* Activity
Please filter the data below down to the lines holding the string "struct".

- - - - -

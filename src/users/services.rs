use argon2::{password_hash::SaltString, Argon2, PasswordHash, PasswordHasher, PasswordVerifier};
use axum::http::StatusCode;
use lazy_static::lazy_static;
use rand::rngs::OsRng;
use regex::Regex;
use tracing::warn;
use uuid::Uuid;

use crate::calories::{WeightSample, WeightUnit};
use crate::errors::{internal, not_found};

use super::dto::LatestWeightResponse;
use super::repo::{User, UserDirectory};

pub(crate) fn is_valid_email(email: &str) -> bool {
    lazy_static! {
        static ref EMAIL_RE: Regex = Regex::new(r"^[^@\s]+@[^@\s]+\.[^@\s]+$").unwrap();
    }
    EMAIL_RE.is_match(email)
}

/// Hash to store for an optional account password; blank means no password.
pub(crate) fn stored_password(password: Option<&str>) -> anyhow::Result<Option<String>> {
    let Some(plain) = password.filter(|p| !p.is_empty()) else {
        return Ok(None);
    };
    let salt = SaltString::generate(&mut OsRng);
    let hash = Argon2::default()
        .hash_password(plain.as_bytes(), &salt)
        .map_err(|e| anyhow::anyhow!("hash account password: {e}"))?;
    Ok(Some(hash.to_string()))
}

/// Accounts without a password, or with an unreadable stored hash, never match.
pub(crate) fn credentials_match(user: &User, candidate: &str) -> bool {
    let Some(stored) = user.password_hash.as_deref() else {
        return false;
    };
    match PasswordHash::new(stored) {
        Ok(parsed) => Argon2::default()
            .verify_password(candidate.as_bytes(), &parsed)
            .is_ok(),
        Err(e) => {
            warn!(user_id = %user.id, error = %e, "stored password hash is unreadable");
            false
        }
    }
}

/// 404 unless the user exists.
pub(crate) async fn require_user(
    users: &dyn UserDirectory,
    user_id: Uuid,
) -> Result<(), (StatusCode, String)> {
    if users.user_exists(user_id).await.map_err(internal)? {
        Ok(())
    } else {
        warn!(%user_id, "unknown user");
        Err(not_found("User not found"))
    }
}

/// Sample as reported to clients; a missing or blank unit is reported as lbs.
pub(crate) fn latest_weight_view(sample: Option<(WeightSample, Option<String>)>) -> LatestWeightResponse {
    match sample {
        Some((s, notes)) => {
            let units = s
                .weight_units
                .clone()
                .filter(|u| !u.trim().is_empty())
                .unwrap_or_else(|| "lbs".into());
            let kg = WeightUnit::parse(Some(&units)).to_kg(s.weight);
            LatestWeightResponse {
                weight: Some(s.weight),
                weight_units: Some(units),
                weight_kg: Some((kg * 100.0).round() / 100.0),
                date: Some(s.date),
                notes,
                found: true,
            }
        }
        None => LatestWeightResponse::default(),
    }
}

#[cfg(test)]
mod credential_tests {
    use super::*;

    fn member(password: Option<&str>) -> User {
        User {
            id: Uuid::new_v4(),
            name: "Priya".into(),
            email: "priya@example.com".into(),
            weight_goal: Some("run a half marathon".into()),
            password_hash: stored_password(password).expect("hash"),
            created_at: time::OffsetDateTime::now_utc(),
        }
    }

    #[test]
    fn signup_password_logs_in() {
        let user = member(Some("tempo-run-42"));
        let stored = user.password_hash.as_deref().unwrap();
        assert!(stored.starts_with("$argon2id$"));
        assert!(credentials_match(&user, "tempo-run-42"));
        assert!(!credentials_match(&user, "Tempo-run-42"));
    }

    #[test]
    fn same_password_gets_distinct_salts() {
        let a = stored_password(Some("hill-repeats")).unwrap().unwrap();
        let b = stored_password(Some("hill-repeats")).unwrap().unwrap();
        assert_ne!(a, b);
    }

    #[test]
    fn account_without_password_never_matches() {
        assert!(stored_password(Some("")).unwrap().is_none());
        let user = member(None);
        assert!(!credentials_match(&user, ""));
        assert!(!credentials_match(&user, "anything"));
    }

    #[test]
    fn unreadable_stored_hash_never_matches() {
        let mut user = member(None);
        user.password_hash = Some("plaintext-from-an-old-import".into());
        assert!(!credentials_match(&user, "plaintext-from-an-old-import"));
    }

    #[test]
    fn email_shape() {
        assert!(is_valid_email("runner@example.com"));
        assert!(!is_valid_email("runner@example"));
        assert!(!is_valid_email("run ner@example.com"));
    }
}

#[cfg(test)]
mod directory_tests {
    use super::*;
    use async_trait::async_trait;

    struct Known(Vec<Uuid>);

    #[async_trait]
    impl UserDirectory for Known {
        async fn user_exists(&self, id: Uuid) -> anyhow::Result<bool> {
            Ok(self.0.contains(&id))
        }
    }

    struct Offline;

    #[async_trait]
    impl UserDirectory for Offline {
        async fn user_exists(&self, _id: Uuid) -> anyhow::Result<bool> {
            anyhow::bail!("connection reset")
        }
    }

    #[tokio::test]
    async fn require_user_maps_unknown_to_not_found() {
        let id = Uuid::new_v4();
        let users = Known(vec![id]);
        assert!(require_user(&users, id).await.is_ok());

        let (status, msg) = require_user(&users, Uuid::new_v4()).await.unwrap_err();
        assert_eq!(status, StatusCode::NOT_FOUND);
        assert_eq!(msg, "User not found");
    }

    #[tokio::test]
    async fn require_user_reports_storage_failure() {
        let (status, _) = require_user(&Offline, Uuid::new_v4()).await.unwrap_err();
        assert_eq!(status, StatusCode::INTERNAL_SERVER_ERROR);
    }
}

#[cfg(test)]
mod weight_view_tests {
    use super::*;
    use time::macros::date;

    fn sample(weight: f64, units: Option<&str>) -> WeightSample {
        WeightSample {
            weight,
            weight_units: units.map(str::to_string),
            date: date!(2024 - 05 - 01),
        }
    }

    #[test]
    fn converts_and_rounds_pounds() {
        let view = latest_weight_view(Some((sample(220.0, Some("lbs")), Some("after vacation".into()))));
        assert!(view.found);
        assert_eq!(view.weight_kg, Some(99.79));
        assert_eq!(view.weight_units.as_deref(), Some("lbs"));
        assert_eq!(view.notes.as_deref(), Some("after vacation"));
    }

    #[test]
    fn missing_or_blank_unit_is_reported_as_lbs() {
        for units in [None, Some(""), Some("  ")] {
            let view = latest_weight_view(Some((sample(100.0, units), None)));
            assert_eq!(view.weight_units.as_deref(), Some("lbs"), "{units:?}");
            assert_eq!(view.weight_kg, Some(45.36));
        }
    }

    #[test]
    fn no_sample_is_not_found() {
        let view = latest_weight_view(None);
        assert!(!view.found);
        assert!(view.weight.is_none() && view.weight_kg.is_none() && view.date.is_none());
    }
}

- - - - -

* Your solution
    struct Known(Vec<Uuid>);
    struct Offline;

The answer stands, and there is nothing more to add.